Why Revolting? Identity, Self-Interest, and Action
Type de matériel :
25
Disciplines as diverse as economics, philosophy, sociology and political science are currently engaged in studying the relationship between identity and interest. To go to the main point, one of the challenges of bringing these two concepts lies in the confrontation of two models explaining the action. Schematically, the first one, we must instead look to theories of rational choice finalized by the satisfaction of the interests of the agents, considers (or induce to admit) that the identity of individuals can be understood in a purely instrumental way, as a means for obtaining material resources or positional goods, or even be reduced to the satisfaction of a symbolic interest in even when it is understood in a expressively way. The second model, which wants to be as including as the first, argues, first, that the possibility of an instrumental use of identity presupposes that one is already equipped with and that it is indeed difficult to imagine to acquire an identity to the sole purpose of using it in a instrumental way.
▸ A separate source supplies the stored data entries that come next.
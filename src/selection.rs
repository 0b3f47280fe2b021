//! Current level/phrase selection with its invariant enforced at one boundary:
//! the selected phrase is always an element of the active level's sequence.

use crate::catalog::{Level, Phrase, PhraseCatalog};

#[derive(Debug, Clone, Copy)]
pub struct SelectionState {
    level: Level,
    phrase_index: usize,
}

impl SelectionState {
    pub fn new() -> Self {
        Self {
            level: Level::Beginner,
            phrase_index: 0,
        }
    }

    pub fn level(&self) -> Level {
        self.level
    }

    pub fn phrase_index(&self) -> usize {
        self.phrase_index
    }

    /// Switch levels and reset the phrase to the first entry of the new level.
    pub fn set_level(&mut self, level: Level) {
        self.level = level;
        self.phrase_index = 0;
    }

    /// Select a phrase by index within the active level. Out-of-range indices
    /// are a caller bug (the view only offers in-level phrases) and are ignored.
    pub fn set_phrase(&mut self, index: usize, catalog: &PhraseCatalog) {
        if index < catalog.phrases_for(self.level).len() {
            self.phrase_index = index;
        }
    }

    pub fn phrase<'c>(&self, catalog: &'c PhraseCatalog) -> &'c Phrase {
        &catalog.phrases_for(self.level)[self.phrase_index]
    }
}

impl Default for SelectionState {
    fn default() -> Self {
        Self::new()
    }
}
pub mod practice;
use std::path::{Path, PathBuf};

use anyhow::{anyhow, Context, Result};

/// Resolved application paths. The assets root holds the reference audio
/// files and the default phrase catalog.
#[derive(Debug, Clone)]
pub struct AppConfig {
    pub assets_root: PathBuf,
}

impl AppConfig {
    pub fn from_override(path: Option<PathBuf>) -> Result<Self> {
        let root = match path {
            Some(custom) => canonicalize_dir(&custom)?,
            None => default_assets_root()?,
        };
        Ok(Self { assets_root: root })
    }
}

fn canonicalize_dir(path: &Path) -> Result<PathBuf> {
    let canonical = path
        .canonicalize()
        .with_context(|| format!("failed to resolve assets directory at {:?}", path))?;
    if canonical.is_dir() {
        Ok(canonical)
    } else {
        Err(anyhow!("assets path {:?} is not a directory", canonical))
    }
}

fn default_assets_root() -> Result<PathBuf> {
    let exe = std::env::current_exe().context("unable to resolve current executable path")?;
    let assets = exe
        .ancestors()
        .find_map(|dir| {
            let candidate = dir.join("assets");
            candidate.is_dir().then_some(candidate)
        })
        .ok_or_else(|| anyhow!("could not locate default assets directory alongside binary"))?;
    Ok(assets)
}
He explained then that the interests of an agent, whether they are “interests for...” or “interests to...” are actually understood in connection with the properties that defines the agent. In short, his interests depends ultimately on what he is, which would tend to reverse the order of subsumption: not the identity under the interest, but the interest under the identity. This article confronts these two models starting from the question of the defection in the mobilization for conflicts of recognition.